Hart Levy demonstrates brain imaging system (Erin Vollick, University of Toronto)

Engineering graduate student Hart Levy demonstrates the brain imaging system (Erin Vollick, University of Toronto)

Biomedical and electrical engineers at University of Toronto have developed a neural imaging system that allows researchers to make much more complex maps of the brain with just one camera and one imaging platform. The team led by engineering professor Ofer Levi published its findings yesterday in the journal Biomedical Optics Express.

Clinicians use neural imaging to diagnose and better understand chronic neurological conditions such as epilepsy and stroke. The current state of technology, say the authors, require several different techniques and processes to fully map brain functions, making research on and treatment of these conditions expensive and inefficient.

The system developed by Levi and his student researchers adapted Vertical Cavity Surface Emitting Lasers (VCSELs), a relatively low-cost technology that uses miniature microchip lasers mounted on a fast, sensitive camera. The high speed and sensitivity of the camera allow the operator to switch lasers on and off with much more speed and precision than before.

The fast manipulations of light makes it possible to map the brain with greater sophistication and precisions, say the researchers. In the article, Levi’s team demonstrate the ability for the images to simultaneously discriminate between veins and arteries, which had not been done before, as well as establish flow velocities.

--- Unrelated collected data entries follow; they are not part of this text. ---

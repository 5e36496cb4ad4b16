pub mod browser;
pub mod config;
pub mod registration;

#[cfg(target_arch = "wasm32")]
pub mod app;
#[cfg(target_arch = "wasm32")]
pub mod web;

#[derive(thiserror::Error, Debug, Clone, PartialEq, Eq)]
pub enum Error {
    #[error("Failed to parse url: {0}")]
    Url(#[from] url::ParseError),
    #[error("Unknown deployment mode: {0}")]
    Mode(String),
    #[error("Service worker registration failed: {0}")]
    Registration(String),
    #[error("Network request failed: {0}")]
    Network(String),
    #[error("Failed to unregister service worker: {0}")]
    Unregister(String),
    #[error("Failed to post message to service worker: {0}")]
    Message(String),
    #[error("Browser API unavailable: {0}")]
    Unavailable(String),
    #[error("No element with id `{0}` to mount the app into")]
    MissingMount(String),
}

pub type Result<T> = std::result::Result<T, Error>;
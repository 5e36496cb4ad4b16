use thiserror::Error as ThisError;
use tracing::info;
use tracing_subscriber::layer::SubscriberExt;
use tracing_subscriber::util::SubscriberInitExt;
use tracing_subscriber::EnvFilter;

mod app_config;
mod static_files;

const DEFAULT_CONFIG_PATH: &str = "config/config.toml";
#[derive(Debug, ThisError)]
enum Error {
    #[error("app shell server failed to bind with io error: {0}")]
    IO(#[from] std::io::Error),
    #[error("app shell server failed to load config from {DEFAULT_CONFIG_PATH}, Config Error {0}")]
    Confg(#[from] config::ConfigError),
}
type Result<T> = std::result::Result<T, Error>;

#[tokio::main]
async fn main() -> Result<()> {
    tracing_subscriber::registry()
        .with(
            EnvFilter::try_from_default_env()
                .unwrap_or_else(|_| EnvFilter::new("app_shell_server=info,tower_http=info")),
        )
        .with(tracing_subscriber::fmt::layer())
        .init();

    let conf = app_config::AppConfig::load(DEFAULT_CONFIG_PATH)?;
    let host_port = conf.http_config.connection_string();
    let listener = tokio::net::TcpListener::bind(&host_port).await?;

    info!(
        "Successfully bound server to {host_port}, serving {}",
        conf.static_config.dist_dir
    );

    axum::serve(listener, static_files::router(&conf.static_config)).await?;
    Ok(())
}
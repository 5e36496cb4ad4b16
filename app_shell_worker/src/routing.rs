use std::rc::Rc;

use app_shell_model::{looks_like_file, RESERVED_PATH_PREFIX};
use log::debug;
use url::Origin;

use crate::fetch::{Request, RequestMode};
use crate::strategies::{Handled, Handler};
use crate::Result;

type Matcher = Box<dyn Fn(&Request) -> bool>;

struct Route {
    name: &'static str,
    matcher: Matcher,
    handler: Rc<dyn Handler>,
}

/// Ordered routes for `GET` requests; the first match handles the request.
#[derive(Default)]
pub struct Router {
    routes: Vec<Route>,
}

impl Router {
    pub fn register(
        &mut self,
        name: &'static str,
        matcher: impl Fn(&Request) -> bool + 'static,
        handler: Rc<dyn Handler>,
    ) {
        self.routes.push(Route {
            name,
            matcher: Box::new(matcher),
            handler,
        });
    }

    pub fn route_names(&self) -> Vec<&'static str> {
        self.routes.iter().map(|route| route.name).collect()
    }

    /// The handler that will answer `request`, if any. Requests without one
    /// go to the network untouched.
    pub fn find(&self, request: &Request) -> Option<Rc<dyn Handler>> {
        if request.method != "GET" {
            return None;
        }
        let route = self.routes.iter().find(|route| (route.matcher)(request))?;
        debug!("{} matched route {}", request.url, route.name);
        Some(route.handler.clone())
    }

    pub async fn handle(&self, request: &Request) -> Option<Result<Handled>> {
        let handler = self.find(request)?;
        Some(handler.handle(request).await)
    }
}

/// Navigations to client-side routes, which the app shell page answers.
pub fn is_app_shell_navigation(request: &Request) -> bool {
    let path = request.url.path();
    request.mode == RequestMode::Navigate
        && !path.starts_with(RESERVED_PATH_PREFIX)
        && !looks_like_file(path)
}

pub fn is_same_origin_image(request: &Request, origin: &Origin) -> bool {
    request.url.origin() == *origin && request.url.path().ends_with(".png")
}
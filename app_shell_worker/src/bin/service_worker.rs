#[cfg(target_arch = "wasm32")]
fn main() {
    console_error_panic_hook::set_once();
    _ = console_log::init_with_level(log::Level::Debug);
    log::info!("Starting service worker");

    if let Err(err) = app_shell_worker::scope::start() {
        log::error!("Service worker failed to start: {err}");
    }
}

#[cfg(not(target_arch = "wasm32"))]
fn main() {}
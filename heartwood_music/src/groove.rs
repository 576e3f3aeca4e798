// Groove humanization: bounded random perturbation of a note sequence.
//
// Two dials drive it. Complexity (chaos) loosens timing and, above 0.8,
// starts dropping notes. Vulnerability lowers and destabilizes velocity.
//
// Per note, in order:
// 1. Dropout, only when complexity > 0.8: draw u in [0, 1), drop iff u > 0.8.
// 2. Timing: jitter = clamp(round(gauss(0, complexity * 20)), -40, 40),
//    start = max(0, start + jitter). Complexity exactly 0 skips the draw.
// 3. Velocity: target = (velocity + (90 - vulnerability * 30)) / 2,
//    velocity = clamp(round(gauss(target, 5 + vulnerability * 15)), 20, 120).
//
// The draw order is fixed, so the same seed and input always produce the
// same output. The input slice is never modified.

use crate::config::GrooveLimits;
use crate::note::NoteEvent;
use crate::rng::rng_for;
use heartwood_prng::HumanRng;
use tracing::debug;

/// Clamp to [0, 1], mapping NaN to 0.
pub fn clamp_unit(x: f64) -> f64 {
    if x.is_nan() { 0.0 } else { x.clamp(0.0, 1.0) }
}

/// Humanizer for one complexity/vulnerability setting.
#[derive(Debug, Clone)]
pub struct GrooveHumanizer {
    complexity: f64,
    vulnerability: f64,
    limits: GrooveLimits,
}

impl GrooveHumanizer {
    /// Both dials are clamped to [0, 1].
    pub fn new(complexity: f64, vulnerability: f64, limits: GrooveLimits) -> Self {
        GrooveHumanizer {
            complexity: clamp_unit(complexity),
            vulnerability: clamp_unit(vulnerability),
            limits,
        }
    }

    pub fn complexity(&self) -> f64 {
        self.complexity
    }

    pub fn vulnerability(&self) -> f64 {
        self.vulnerability
    }

    fn timing_sigma(&self) -> f64 {
        self.complexity * self.limits.timing_sigma_scale
    }

    fn base_velocity(&self) -> f64 {
        self.limits.confident_velocity - self.vulnerability * self.limits.vulnerability_velocity_drop
    }

    fn velocity_sigma(&self) -> f64 {
        self.limits.velocity_sigma_base + self.vulnerability * self.limits.velocity_sigma_vulnerability
    }

    fn dropout_enabled(&self) -> bool {
        self.complexity > self.limits.dropout_complexity
    }

    /// Humanize `notes`, drawing from `rng`.
    pub fn apply(&self, notes: &[NoteEvent], rng: &mut HumanRng) -> Vec<NoteEvent> {
        let drift = self.limits.drift_limit as f64;
        let vel_min = self.limits.velocity_min;
        let vel_max = self.limits.velocity_max.max(vel_min);
        let dropout = self.dropout_enabled();
        let timing_sigma = self.timing_sigma();
        let base_velocity = self.base_velocity();
        let velocity_sigma = self.velocity_sigma();

        let mut out = Vec::with_capacity(notes.len());
        for note in notes {
            if dropout && rng.next_f64() > self.limits.dropout_draw {
                continue;
            }

            let start_tick = if self.complexity == 0.0 {
                note.start_tick
            } else {
                let jitter = rng.gauss(0.0, timing_sigma).round().clamp(-drift, drift) as i64;
                (note.start_tick as i64 + jitter).clamp(0, u32::MAX as i64) as u32
            };

            let target = (note.velocity as f64 + base_velocity) / 2.0;
            let velocity = rng
                .gauss(target, velocity_sigma)
                .round()
                .clamp(vel_min as f64, vel_max as f64) as u8;

            out.push(NoteEvent {
                start_tick,
                velocity,
                ..*note
            });
        }

        debug!(
            input = notes.len(),
            output = out.len(),
            complexity = self.complexity,
            vulnerability = self.vulnerability,
            "humanized notes"
        );
        out
    }
}

/// One-call humanization with default limits. `seed = None` draws a random seed.
pub fn humanize(
    notes: &[NoteEvent],
    complexity: f64,
    vulnerability: f64,
    seed: Option<u64>,
) -> Vec<NoteEvent> {
    let mut rng = rng_for(seed);
    GrooveHumanizer::new(complexity, vulnerability, GrooveLimits::default()).apply(notes, &mut rng)
}
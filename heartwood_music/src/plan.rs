// HarmonyPlan: the blueprint the planner hands to the assembler.
//
// Root, mode, tempo, length, meter, chord symbols, and the tension curve
// precomputed for the chosen length. Built once by `Session::generate_plan`
// and read-only afterwards. Serializable so the CLI can print it as JSON.

use crate::affect::Affect;
use crate::chord::{ParsedChord, pitch_class_name};
use crate::mode::Mode;
use crate::tension::{Structure, TensionCurve};
use serde::{Deserialize, Serialize};

/// Meter as numerator over denominator.
#[derive(Debug, Clone, Copy, PartialEq, Eq, Serialize, Deserialize)]
pub struct TimeSignature {
    pub numerator: u8,
    pub denominator: u8,
}

impl TimeSignature {
    pub const COMMON: TimeSignature = TimeSignature {
        numerator: 4,
        denominator: 4,
    };

    /// Parse `"3/4"`-style text. Anything malformed (or zero) is 4/4.
    pub fn parse_or_common(text: &str) -> TimeSignature {
        let parsed = text.split_once('/').and_then(|(n, d)| {
            let numerator = n.trim().parse::<u8>().ok()?;
            let denominator = d.trim().parse::<u8>().ok()?;
            (numerator > 0 && denominator > 0).then_some(TimeSignature {
                numerator,
                denominator,
            })
        });
        parsed.unwrap_or(TimeSignature::COMMON)
    }

    /// Length of one bar in ticks at `ticks_per_quarter`. Saturates.
    pub fn bar_ticks(self, ticks_per_quarter: u32) -> u32 {
        let quarters_x4 = self.numerator as u32 * 4;
        quarters_x4.saturating_mul(ticks_per_quarter) / self.denominator.max(1) as u32
    }
}

impl Default for TimeSignature {
    fn default() -> Self {
        TimeSignature::COMMON
    }
}

impl std::fmt::Display for TimeSignature {
    fn fmt(&self, f: &mut std::fmt::Formatter<'_>) -> std::fmt::Result {
        write!(f, "{}/{}", self.numerator, self.denominator)
    }
}

/// How often the chord changes.
#[derive(Debug, Clone, Copy, PartialEq, Eq, Default, Serialize, Deserialize)]
#[serde(rename_all = "snake_case")]
pub enum HarmonicRhythm {
    #[default]
    OneChordPerBar,
}

/// Complete blueprint for one generation request.
#[derive(Debug, Clone, PartialEq, Serialize, Deserialize)]
pub struct HarmonyPlan {
    /// Root pitch class (0 = C).
    pub root_pc: u8,
    pub mode: Mode,
    pub tempo_bpm: u16,
    pub length_bars: u32,
    pub time_signature: TimeSignature,
    pub chord_symbols: Vec<String>,
    pub harmonic_rhythm: HarmonicRhythm,
    pub mood: Affect,
    /// Chaos/complexity dial, 0.0–1.0.
    pub complexity: f64,
    pub structure: Structure,
    pub tension: Option<TensionCurve>,
}

impl HarmonyPlan {
    pub fn root_name(&self) -> &'static str {
        pitch_class_name(self.root_pc)
    }

    /// Chord symbols joined the way chord parsers expect (`"C-Am-F-G"`).
    pub fn progression(&self) -> String {
        self.chord_symbols.join("-")
    }

    /// Whether a chord's root is a degree of the plan's mode.
    pub fn is_diatonic(&self, chord: &ParsedChord) -> bool {
        self.mode.contains(self.root_pc, chord.root_pc)
    }

    /// Human-readable key, e.g. `"C aeolian"`.
    pub fn key_name(&self) -> String {
        format!("{} {}", self.root_name(), self.mode)
    }
}
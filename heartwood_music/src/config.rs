// Data-driven generator configuration.
//
// The tunable numbers of note assembly, groove humanization, and MIDI
// output live in `GeneratorConfig`, loadable from JSON. Every struct uses
// `#[serde(default)]`, so a config file only needs the fields it changes.
// Defaults reproduce the stock pipeline exactly.
//
// See also: assemble.rs (reads `AssemblyParams`), groove.rs (reads
// `GrooveLimits`), render.rs (reads `TrackParams` and timing).

use crate::error::ConfigError;
use crate::midi::MAX_TICKS_PER_QUARTER;
use serde::{Deserialize, Serialize};
use std::path::Path;

/// Velocity model for raw chord tones.
#[derive(Clone, Debug, PartialEq, Serialize, Deserialize)]
#[serde(default)]
pub struct AssemblyParams {
    /// Velocity at tension 1.0; scaled by the bar's tension value.
    pub base_velocity: f64,
    /// Standard deviation of the per-note velocity draw.
    pub velocity_sigma: f64,
    pub velocity_min: u8,
    pub velocity_max: u8,
}

impl Default for AssemblyParams {
    fn default() -> Self {
        AssemblyParams {
            base_velocity: 90.0,
            velocity_sigma: 5.0,
            velocity_min: 20,
            velocity_max: 120,
        }
    }
}

/// Safety limits and scales for humanization.
#[derive(Clone, Debug, PartialEq, Serialize, Deserialize)]
#[serde(default)]
pub struct GrooveLimits {
    /// Largest allowed timing shift in ticks, either direction.
    pub drift_limit: u32,
    /// Timing sigma in ticks at complexity 1.0.
    pub timing_sigma_scale: f64,
    pub velocity_min: u8,
    pub velocity_max: u8,
    /// Loudest target velocity (vulnerability 0.0).
    pub confident_velocity: f64,
    /// How far vulnerability 1.0 pulls the target down.
    pub vulnerability_velocity_drop: f64,
    /// Velocity sigma at vulnerability 0.0.
    pub velocity_sigma_base: f64,
    /// Extra velocity sigma at vulnerability 1.0.
    pub velocity_sigma_vulnerability: f64,
    /// Dropout is enabled only above this complexity.
    pub dropout_complexity: f64,
    /// A note drops when its uniform draw is strictly greater than this.
    pub dropout_draw: f64,
}

impl Default for GrooveLimits {
    fn default() -> Self {
        GrooveLimits {
            drift_limit: 40,
            timing_sigma_scale: 20.0,
            velocity_min: 20,
            velocity_max: 120,
            confident_velocity: 90.0,
            vulnerability_velocity_drop: 30.0,
            velocity_sigma_base: 5.0,
            velocity_sigma_vulnerability: 15.0,
            dropout_complexity: 0.8,
            dropout_draw: 0.8,
        }
    }
}

/// Output track settings.
#[derive(Clone, Debug, PartialEq, Serialize, Deserialize)]
#[serde(default)]
pub struct TrackParams {
    pub project_name: String,
    pub track_name: String,
    /// MIDI channel, 0–15. 0 is the keys channel.
    pub channel: u8,
    /// General MIDI instrument tag (see midi.rs), or none for the player's default.
    pub instrument: Option<String>,
}

impl Default for TrackParams {
    fn default() -> Self {
        TrackParams {
            project_name: "Heartwood_Session".to_owned(),
            track_name: "Harmony".to_owned(),
            channel: 0,
            instrument: None,
        }
    }
}

/// Top-level configuration for the pipeline.
#[derive(Clone, Debug, PartialEq, Serialize, Deserialize)]
#[serde(default)]
pub struct GeneratorConfig {
    /// MIDI resolution (PPQ), 1..=32767. The same value lays out the note
    /// grid and goes into the file header.
    pub ticks_per_quarter: u16,
    /// MIDI pitch of the chord-root octave's C. 48 is C3.
    pub base_octave_root: u8,
    pub assembly: AssemblyParams,
    pub groove: GrooveLimits,
    pub track: TrackParams,
}

impl Default for GeneratorConfig {
    fn default() -> Self {
        GeneratorConfig {
            ticks_per_quarter: 480,
            base_octave_root: 48,
            assembly: AssemblyParams::default(),
            groove: GrooveLimits::default(),
            track: TrackParams::default(),
        }
    }
}

impl GeneratorConfig {
    pub fn from_json(json: &str) -> Result<Self, ConfigError> {
        let config: GeneratorConfig = serde_json::from_str(json)?;
        config.validate()?;
        Ok(config)
    }

    /// Reject values the MIDI writer cannot represent.
    pub fn validate(&self) -> Result<(), ConfigError> {
        if !(1..=MAX_TICKS_PER_QUARTER).contains(&self.ticks_per_quarter) {
            return Err(ConfigError::Resolution(self.ticks_per_quarter));
        }
        Ok(())
    }

    pub fn load(path: &Path) -> Result<Self, ConfigError> {
        let text = std::fs::read_to_string(path).map_err(|source| ConfigError::Io {
            path: path.to_path_buf(),
            source,
        })?;
        GeneratorConfig::from_json(&text)
    }
}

Levi says the next steps of the technology are to develop portable systems that combine the three components of brain mapping: blood flow, oxygenation and florescence. There are current portable brain mapping systems, says Levi, but none that combine all three functions. He plans to develop a portable model that would enable researchers to conduct studies with freely behaving (i.e., non-anesthetized) animals.

Future applications of the technology could involve mapping metabolic changes in the brain prior to epileptic seizures, as well as decode intentions of children in the absence of speech and gestures. Levi and a former student have submitted a patent application on the technology through the university’s technology transfer office.